緑や青系の綺麗な発色は、本来漆塗りでは出ない色味です。
食品衛生上に適しているウレタン塗装が一般的となり、色んな色の籃胎漆器が出来るようになりました。


【研ぎ出し】
塗り上げた品を研ぎ出して、下に塗っている色と籠の模様を研ぎ出します。
どんな色合いと仕上がりにしたいのかによって、塗りも研ぎ出しの方法も変えていきます。

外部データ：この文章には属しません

//! Projections de réponse.

use chrono::{DateTime, Utc};
use serde::Serialize;

use crate::domain::entities::{Post, User};

/// Réponse générique `{"message": ...}`.
#[derive(Debug, Serialize)]
pub struct MessageResponse {
    pub message: String,
}

impl MessageResponse {
    pub fn new(message: impl Into<String>) -> Self {
        Self {
            message: message.into(),
        }
    }
}

/// Projection réduite d'un utilisateur (listing administrateur).
///
/// Équivalent de la projection `email isAdmin` du service d'origine.
#[derive(Debug, Serialize)]
#[serde(rename_all = "camelCase")]
pub struct UserSummary {
    #[serde(rename = "_id")]
    pub id: String,
    pub email: String,
    pub is_admin: bool,
}

impl From<User> for UserSummary {
    fn from(user: User) -> Self {
        Self {
            id: user.id_string().unwrap_or_default(),
            email: user.email,
            is_admin: user.is_admin,
        }
    }
}

/// Détail d'un utilisateur, sans le mot de passe.
#[derive(Debug, Serialize)]
#[serde(rename_all = "camelCase")]
pub struct UserDetail {
    #[serde(rename = "_id")]
    pub id: String,
    pub email: String,
    pub is_admin: bool,
    pub created_at: DateTime<Utc>,
}

impl From<User> for UserDetail {
    fn from(user: User) -> Self {
        Self {
            id: user.id_string().unwrap_or_default(),
            email: user.email,
            is_admin: user.is_admin,
            created_at: user.created_at.to_chrono(),
        }
    }
}

/// Représentation d'un post dans les réponses.
///
/// `author` est toujours présent, sérialisé à `null` quand le post n'a pas
/// d'auteur — même forme que l'API d'origine.
#[derive(Debug, Serialize)]
#[serde(rename_all = "camelCase")]
pub struct PostResponse {
    #[serde(rename = "_id")]
    pub id: String,
    pub title: String,
    pub content: String,
    pub author: Option<String>,
    pub created_at: DateTime<Utc>,
}

impl From<Post> for PostResponse {
    fn from(post: Post) -> Self {
        Self {
            id: post.id_string().unwrap_or_default(),
            title: post.title,
            content: post.content,
            author: post.author.map(|id| id.to_hex()),
            created_at: post.created_at.to_chrono(),
        }
    }
}

#[cfg(test)]
mod tests {
    use super::*;

    #[test]
    fn test_user_summary_drops_password() {
        let user = User::new("test@example.com".to_string(), "$2b$10$hash".to_string());
        let value = serde_json::to_value(UserSummary::from(user)).unwrap();
        assert!(value.get("password").is_none());
        assert_eq!(value["email"], "test@example.com");
        assert_eq!(value["isAdmin"], false);
    }

    #[test]
    fn test_post_response_serializes_missing_author_as_null() {
        let post = Post::new("Titre".to_string(), "Contenu".to_string());
        let value = serde_json::to_value(PostResponse::from(post)).unwrap();
        assert!(value["author"].is_null());
    }
}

研ぎ出しが終わった後は、淡透漆を塗るか摺り漆をして、完成です。

[mks_col]
[mks_one_half][/mks_one_half]
[mks_one_half]〒830-0045
福岡県久留米市小頭町6-23(MAPあり)
TEL 0942-39-5454
開店時間 10:00~18:00(不定休)
[/mks_one_half]
[/mks_col]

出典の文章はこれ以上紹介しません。